Publié le 21 avril 2017

L'Arkansas procède à une exécution, première d'une série controversée

Une table d'exécution par injection létale dans une prison américaine.
Une table d'exécution par injection létale dans une prison américaine. [Paul K. Buck - AFP]
L'Arkansas, dans le sud des Etats-Unis, a procédé à sa première exécution depuis 12 ans. L'Etat veut exécuter huit condamnés d'ici la fin du mois, un projet qui a soulevé une vive controverse.

L'individu de 51 ans avait passé plus de 20 ans dans les couloirs de la mort. Il avait été condamné en 1993 pour avoir tué une femme.

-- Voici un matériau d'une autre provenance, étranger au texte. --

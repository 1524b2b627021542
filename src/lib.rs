//! weak-tls: per-thread variables whose values are reclaimed when either
//! the thread or the variable goes away.
//!
//! Internal Design:
//!
//! Summary
//! - Goal: many independent `ThreadLocal` handles, each with one private
//!   value per thread, without leaking values of handles that were dropped
//!   while threads that used them keep running.
//! - Layers:
//!   - `LocalTable<V>`: open-addressed, linear-probing table owned by one
//!     thread. Keys are `Weak` references to identities; a key that no
//!     longer upgrades marks its slot stale, and stale slots are reclaimed
//!     lazily while probing, by a short scan after inserts, and by a full
//!     sweep before the table grows.
//!   - `storage`: two per-thread table slots (plain and inheritable),
//!     created by the first store on a thread and dropped with it.
//!   - `ThreadLocal<T>` / `InheritableThreadLocal<T>`: public handles that
//!     own the identity (`Arc`) and type the erased values.
//!
//! Constraints
//! - A table is only ever touched by its owning thread: no locks, no
//!   atomics beyond the key's reference counts.
//! - The only shared state is the hash-code counter, advanced with one
//!   relaxed `fetch_add` per identity.
//! - Table operations are total. A missing entry is a normal outcome and
//!   growth is unconditional.
//!
//! Hashing
//! - Identities receive hash codes spaced by `0x61c8_8647`, so consecutive
//!   identities land on distinct home slots for any power-of-two capacity.
//! - Each slot stores its key's hash code; relocation and resize never
//!   upgrade the key.
//! - Identity match is by address of the key allocation. The `Weak` in a
//!   slot keeps that allocation from being reused while the slot exists.
//!
//! Reentrancy policy and drop ordering
//! - Initializers, child derivations and value destructors are user code
//!   and may themselves use thread-locals. None of them runs while the
//!   calling thread's table is borrowed:
//!   - initializers run before the store;
//!   - child derivations run against a snapshot of the parent table;
//!   - values released by the table are parked and dropped after the
//!     borrow ends (unlink before drop).
//! - Accesses made while the thread's storage is being torn down degrade:
//!   `get` returns a fresh initial value without storing it, `set` drops
//!   its value, `remove` does nothing.
//!
//! Notes and non-goals
//! - No cross-thread visibility: a thread never observes another thread's
//!   values, except the one-time copy made when an inheriting thread is
//!   spawned.
//! - Capacity never shrinks.
//! - No ordering among entries.

mod hash_code;
mod identity;
mod inheritable;
mod local_table;
mod local_table_proptest;
mod storage;
mod thread_local;

// Public surface
pub use identity::{Builder, LocalError};
pub use inheritable::{spawn, spawn_with, Inheritance, InheritableThreadLocal};
pub use storage::{inheritable_table_stats, local_table_stats, TableStats};
pub use thread_local::ThreadLocal;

Il a été exécuté par injection létale à 23h56 jeudi soir (06h56 vendredi matin en Suisse) dans la prison de Cummins, à Little Rock.

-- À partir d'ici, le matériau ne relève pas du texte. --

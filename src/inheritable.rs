//! Inheritable thread-locals and the thread-creation hook that forks them.
//!
//! A thread spawned through [`spawn`] or [`spawn_with`] (or one that calls
//! [`Inheritance::install`] with a capture taken by its creator) starts with
//! a copy of its creator's inheritable values, each passed through the
//! thread-local's child derivation.

use crate::identity::{Builder, Identity, SharedValue};
use crate::local_table::{Key, LocalTable};
use crate::storage::{self, INHERITABLE};
use core::any::Any;
use core::fmt;
use std::io;
use std::sync::Arc;
use std::thread::{self, JoinHandle};

/// A thread-local whose values are copied into threads spawned through
/// this crate.
///
/// ```
/// use weak_tls::InheritableThreadLocal;
///
/// let request_id = InheritableThreadLocal::with_initial(|| 0u64);
/// request_id.set(7);
///
/// let child = request_id.clone();
/// let seen = weak_tls::spawn(move || *child.get()).join().unwrap();
/// assert_eq!(seen, 7);
/// ```
pub struct InheritableThreadLocal<T: Send + Sync + 'static> {
    key: Arc<Identity<T>>,
}

impl<T: Default + Send + Sync + 'static> InheritableThreadLocal<T> {
    pub fn new() -> Self {
        Self::with_initial(T::default)
    }
}

impl<T: Default + Send + Sync + 'static> Default for InheritableThreadLocal<T> {
    fn default() -> Self {
        Self::new()
    }
}

impl<T: Send + Sync + 'static> InheritableThreadLocal<T> {
    pub fn with_initial<F>(f: F) -> Self
    where
        F: Fn() -> T + Send + Sync + 'static,
    {
        Self::from_identity(Identity::from_parts(Box::new(f), None))
    }

    pub fn builder() -> Builder<T> {
        Builder::new()
    }

    pub(crate) fn from_identity(identity: Identity<T>) -> Self {
        Self {
            key: Arc::new(identity),
        }
    }

    pub fn get(&self) -> Arc<T> {
        if let Some(value) = self.try_get() {
            return value;
        }
        let value = Arc::new(self.key.initial_value());
        let erased: SharedValue = value.clone();
        storage::store(&INHERITABLE, &self.key, erased);
        value
    }

    pub fn try_get(&self) -> Option<Arc<T>> {
        storage::lookup(&INHERITABLE, &self.key).map(downcast::<T>)
    }

    pub fn set(&self, value: T) {
        let erased: SharedValue = Arc::new(value);
        storage::store(&INHERITABLE, &self.key, erased);
    }

    pub fn remove(&self) {
        storage::remove(&INHERITABLE, &self.key);
    }

    /// The value a child thread starts with when this thread holds `parent`.
    /// Without a configured derivation the child shares `parent`.
    pub fn child_value(&self, parent: &Arc<T>) -> Arc<T> {
        let erased: SharedValue = parent.clone();
        match Key::<SharedValue>::child_value(&*self.key, &erased) {
            Ok(child) => downcast(child),
            Err(_) => unreachable!("inheritable identities always derive"),
        }
    }
}

fn downcast<T: Send + Sync + 'static>(value: Arc<dyn Any + Send + Sync>) -> Arc<T> {
    match value.downcast::<T>() {
        Ok(value) => value,
        Err(_) => unreachable!("thread-local value type is fixed by its identity"),
    }
}

impl<T: Send + Sync + 'static> Clone for InheritableThreadLocal<T> {
    fn clone(&self) -> Self {
        Self {
            key: Arc::clone(&self.key),
        }
    }
}

impl<T: Send + Sync + 'static> PartialEq for InheritableThreadLocal<T> {
    fn eq(&self, other: &Self) -> bool {
        Arc::ptr_eq(&self.key, &other.key)
    }
}

impl<T: Send + Sync + 'static> Eq for InheritableThreadLocal<T> {}

impl<T: Send + Sync + 'static> fmt::Debug for InheritableThreadLocal<T> {
    fn fmt(&self, f: &mut fmt::Formatter<'_>) -> fmt::Result {
        f.debug_tuple("InheritableThreadLocal").field(&self.key).finish()
    }
}

/// The inheritable values of one thread, forked for another.
///
/// Capture on the creating thread, move into the new thread, and install
/// there before running anything else.
pub struct Inheritance {
    table: Option<LocalTable<SharedValue>>,
}

impl Inheritance {
    /// Fork the calling thread's inheritable table.
    pub fn capture() -> Self {
        // Derivations run against a snapshot so they may use thread-locals.
        let parent = INHERITABLE
            .try_with(|cell| cell.borrow().clone())
            .ok()
            .flatten();
        Self {
            table: parent.as_ref().map(LocalTable::from_parent),
        }
    }

    /// Whether the capture holds anything to install.
    pub fn is_empty(&self) -> bool {
        self.table.is_none()
    }

    /// Make the captured values the calling thread's inheritable values,
    /// replacing any it already had.
    pub fn install(self) {
        let Some(table) = self.table else {
            return;
        };
        let previous = INHERITABLE
            .try_with(|cell| cell.borrow_mut().replace(table))
            .ok()
            .flatten();
        drop(previous);
    }
}

impl fmt::Debug for Inheritance {
    fn fmt(&self, f: &mut fmt::Formatter<'_>) -> fmt::Result {
        f.debug_struct("Inheritance").field("table", &self.table).finish()
    }
}

/// `std::thread::spawn`, with the new thread inheriting the caller's
/// inheritable values.
pub fn spawn<F, R>(f: F) -> JoinHandle<R>
where
    F: FnOnce() -> R + Send + 'static,
    R: Send + 'static,
{
    let inherited = Inheritance::capture();
    thread::spawn(move || {
        inherited.install();
        f()
    })
}

/// `std::thread::Builder::spawn`, with the new thread inheriting the
/// caller's inheritable values.
pub fn spawn_with<F, R>(builder: thread::Builder, f: F) -> io::Result<JoinHandle<R>>
where
    F: FnOnce() -> R + Send + 'static,
    R: Send + 'static,
{
    let inherited = Inheritance::capture();
    builder.spawn(move || {
        inherited.install();
        f()
    })
}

L'individu affirmait son innocence et demandait des tests ADN qui, aux dires de ses avocats, auraient démontré qu'il n'était pas le coupable de ce meurtre.

Bataille juridique

Le condamné a été exécuté au terme d'une bataille juridique qui a mis en question certains aspects du recours à la peine de mort aux Etats-Unis. Jeudi soir, la Cour suprême des Etats-Unis a finalement rejeté des demandes de sursis de dernière minute.

L'Etat de l'Arkansas veut exécuter huit condamnés d'ici la fin du mois d'avril, un projet qui a soulevé une vive controverse aux Etats-Unis. Quatre d'entre eux ont cependant déjà obtenu un sursis.

ats/reu/vtom

Publié le 21 avril 2017

Controverse autour d'une substance létale

Cette série d'exécutions prévues intervient dans un contexte de pénurie des substances létales. Les stocks dont dispose l'Arkansas de midazolam, un anxiolytique utilisé comme anesthésiant, sont proches d'arriver à expiration.

Le produit est accusé de ne pas plonger suffisamment dans l'inconscience le condamné, entraînant pour lui un risque de grave douleur.